//! Infrastructure adapters: the pending-task queue and the storage backends.

pub mod queue;
pub mod store;

pub use queue::{QueueFull, TaskQueue};
pub use store::{InMemoryTaskStore, TaskStore};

BRIEF: Copy the whole listing down exactly.

RESULT OF THE TASK:
//! Infrastructure adapters: the pending-task queue and the storage backends.

pub mod queue;
pub mod store;

pub use queue::{QueueFull, TaskQueue};
pub use store::{InMemoryTaskStore, TaskStore};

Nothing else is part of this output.